I've done the organized ride four times, each time in one day. There are several ways to leave Seattle, most will be bike friendly. You could take the Interurban Trail to get close to Puyallup and then pick up the STP route from there. Centralia is around 100 miles riding distance. Between Centralia and Longview is rolling terrain with portions along a river with parks. Probably the most enjoyable part of the ride. The unknown is the Lewis and Clark Bridge over the Columbia River. It's always in some kind of construction or maintenance and is crappy at best for bikes. During the STP, bikes are escorted in groups over the bridge. Oh, June weather is very unpredictable. 

Have you thought about doing the Hwy 101 loop on the Olympic Peninsula? Very popular with cyclists, plenty of services and camping. It's also a loop, the logistics are easier.


----------



## Hollywood (Jan 16, 2003)

bigbill said:


> Have you thought about doing the Hwy 101 loop on the Olympic Peninsula? Very popular with cyclists, plenty of services and camping. It's also a loop, the logistics are easier.


thanks Bill! Yeah as it stands I'm going to ferry to Bremerton, then head southwest towards Astoria. I've got some rando friends that know the area that are helping with routes. Maybe Astoria to Vernonia to avoid the 26 into Portland. Just trying to plan mileage for the day and where I'll end up at quittin' time.
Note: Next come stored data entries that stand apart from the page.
//! Roving-focus rules for the inline bar and the dropdown list.
//!
//! Both domains share one key vocabulary; only the orientation differs. The
//! functions here are pure: they map keys to moves and moves to indices over a
//! caller-supplied list of navigable positions.

use crossterm::event::{KeyCode, KeyEvent};

/// Which roving-focus domain owns keyboard input right now.
#[derive(Debug, Clone, Copy, PartialEq, Eq, Default)]
pub enum FocusContext {
    /// Keyboard input is elsewhere in the host.
    #[default]
    Outside,
    /// The inline bar; `index` is the roving item position in the item list.
    Bar { index: Option<usize> },
    /// The "More" toggle control.
    Toggle,
    /// The open dropdown; `index` is the active proxy entry.
    Dropdown { index: Option<usize> },
}

#[derive(Debug, Clone, Copy, PartialEq, Eq)]
pub enum Orientation {
    Horizontal,
    Vertical,
}

#[derive(Debug, Clone, Copy, PartialEq, Eq)]
pub enum RovingMove {
    Next,
    Prev,
    First,
    Last,
}

/// What a key does while the toggle control is focused.
#[derive(Debug, Clone, Copy, PartialEq, Eq)]
pub enum ToggleKeyAction {
    OpenFocusFirst,
    OpenFocusLast,
}

/// Maps a key to a roving move for the given orientation.
pub fn roving_move_for(orientation: Orientation, key: &KeyEvent) -> Option<RovingMove> {
    match (orientation, key.code) {
        (Orientation::Horizontal, KeyCode::Right) | (Orientation::Vertical, KeyCode::Down) => Some(RovingMove::Next),
        (Orientation::Horizontal, KeyCode::Left) | (Orientation::Vertical, KeyCode::Up) => Some(RovingMove::Prev),
        (_, KeyCode::Home) => Some(RovingMove::First),
        (_, KeyCode::End) => Some(RovingMove::Last),
        _ => None,
    }
}

pub fn toggle_key_action(key: &KeyEvent) -> Option<ToggleKeyAction> {
    match key.code {
        KeyCode::Enter | KeyCode::Char(' ') | KeyCode::Down => Some(ToggleKeyAction::OpenFocusFirst),
        KeyCode::Up => Some(ToggleKeyAction::OpenFocusLast),
        _ => None,
    }
}

pub fn is_activation_key(key: &KeyEvent) -> bool {
    matches!(key.code, KeyCode::Enter | KeyCode::Char(' '))
}

/// Applies `movement` to `current` over the ascending positions in
/// `navigable`, wrapping circularly. A `current` that is no longer navigable
/// moves to the nearest navigable position in the direction of travel.
pub fn next_roving_index(navigable: &[usize], current: Option<usize>, movement: RovingMove) -> Option<usize> {
    let first = *navigable.first()?;
    let last = *navigable.last()?;
    let Some(current) = current else {
        return Some(match movement {
            RovingMove::Prev | RovingMove::Last => last,
            RovingMove::Next | RovingMove::First => first,
        });
    };

    let target = match movement {
        RovingMove::First => first,
        RovingMove::Last => last,
        RovingMove::Next => navigable.iter().copied().find(|i| *i > current).unwrap_or(first),
        RovingMove::Prev => navigable.iter().rev().copied().find(|i| *i < current).unwrap_or(last),
    };
    Some(target)
}

#[cfg(test)]
mod tests {
    use super::*;
    use crossterm::event::KeyModifiers;

    fn key(code: KeyCode) -> KeyEvent {
        KeyEvent::new(code, KeyModifiers::NONE)
    }

    #[test]
    fn orientation_decides_arrow_meaning() {
        assert_eq!(roving_move_for(Orientation::Horizontal, &key(KeyCode::Right)), Some(RovingMove::Next));
        assert_eq!(roving_move_for(Orientation::Horizontal, &key(KeyCode::Down)), None);
        assert_eq!(roving_move_for(Orientation::Vertical, &key(KeyCode::Up)), Some(RovingMove::Prev));
        assert_eq!(roving_move_for(Orientation::Vertical, &key(KeyCode::End)), Some(RovingMove::Last));
    }

    #[test]
    fn moves_wrap_circularly() {
        let navigable = [0, 1, 2];
        assert_eq!(next_roving_index(&navigable, Some(2), RovingMove::Next), Some(0));
        assert_eq!(next_roving_index(&navigable, Some(0), RovingMove::Prev), Some(2));
        assert_eq!(next_roving_index(&navigable, Some(1), RovingMove::Last), Some(2));
        assert_eq!(next_roving_index(&navigable, Some(1), RovingMove::First), Some(0));
    }

    #[test]
    fn disabled_positions_are_skipped() {
        // Position 1 is disabled, 4 overflowed.
        let navigable = [0, 2, 3];
        assert_eq!(next_roving_index(&navigable, Some(0), RovingMove::Next), Some(2));
        assert_eq!(next_roving_index(&navigable, Some(2), RovingMove::Prev), Some(0));
        assert_eq!(next_roving_index(&navigable, Some(3), RovingMove::Next), Some(0));
        // Stale current position (became disabled) moves in direction of travel.
        assert_eq!(next_roving_index(&navigable, Some(1), RovingMove::Next), Some(2));
        assert_eq!(next_roving_index(&navigable, Some(1), RovingMove::Prev), Some(0));
    }

    #[test]
    fn empty_domain_has_no_target() {
        assert_eq!(next_roving_index(&[], Some(0), RovingMove::Next), None);
        assert_eq!(next_roving_index(&[4], None, RovingMove::Prev), Some(4));
    }

    #[test]
    fn toggle_keys_open_toward_the_arrival_direction() {
        assert_eq!(toggle_key_action(&key(KeyCode::Enter)), Some(ToggleKeyAction::OpenFocusFirst));
        assert_eq!(toggle_key_action(&key(KeyCode::Char(' '))), Some(ToggleKeyAction::OpenFocusFirst));
        assert_eq!(toggle_key_action(&key(KeyCode::Down)), Some(ToggleKeyAction::OpenFocusFirst));
        assert_eq!(toggle_key_action(&key(KeyCode::Up)), Some(ToggleKeyAction::OpenFocusLast));
        assert_eq!(toggle_key_action(&key(KeyCode::Left)), None);
    }
}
basically this to Astoria 2013 Crater Lake 1000k - Bremerton, WA


----------



## bigbill (Feb 15, 2005)

Hollywood said:


> thanks Bill! Yeah as it stands I'm going to ferry to Bremerton, then head southwest towards Astoria. I've got some rando friends that know the area that are helping with routes. Maybe Astoria to Vernonia to avoid the 26 into Portland. Just trying to plan mileage for the day and where I'll end up at quittin' time.
> 
> 
> basically this to Astoria 2013 Crater Lake 1000k - Bremerton, WA


I've lived a good portion of my adult life in the Bremerton area. The route out of Bremerton on Hwy 3 is sketchy. It has a really narrow shoulder and lots of traffic. Unless you want to go 20 or so miles out of the way, you just have to survive it. I met up with Joe P on a Rando a few years back that came up to the Seabeck hwy area from the south. If nothing else, Shelton is a real hotbed for meth, you could always pick up some 50 hour energy.


----------



## Hollywood (Jan 16, 2003)

I survived  

Here's a map of the route I took. Bremerton > Montesano > Astoria > Forest Grove > Portland. Just over 300 miles in 3 1/2 days. Had a blast. 202 from Astoria to Vernonia was especially nice. Great weather too.


----------



## redondoaveb (Jan 16, 2011)

Hollywood said:


> I survived
> 
> Here's a map of the route I took. Bremerton > Montesano > Astoria > Forest Grove > Portland. Just over 300 miles in 3 1/2 days. Had a blast. 202 from Astoria to Vernonia was especially nice. Great weather too.
> 
> View attachment 297154


Nice going. Love to do that ride. Can't wait for the ride report and pics.


----------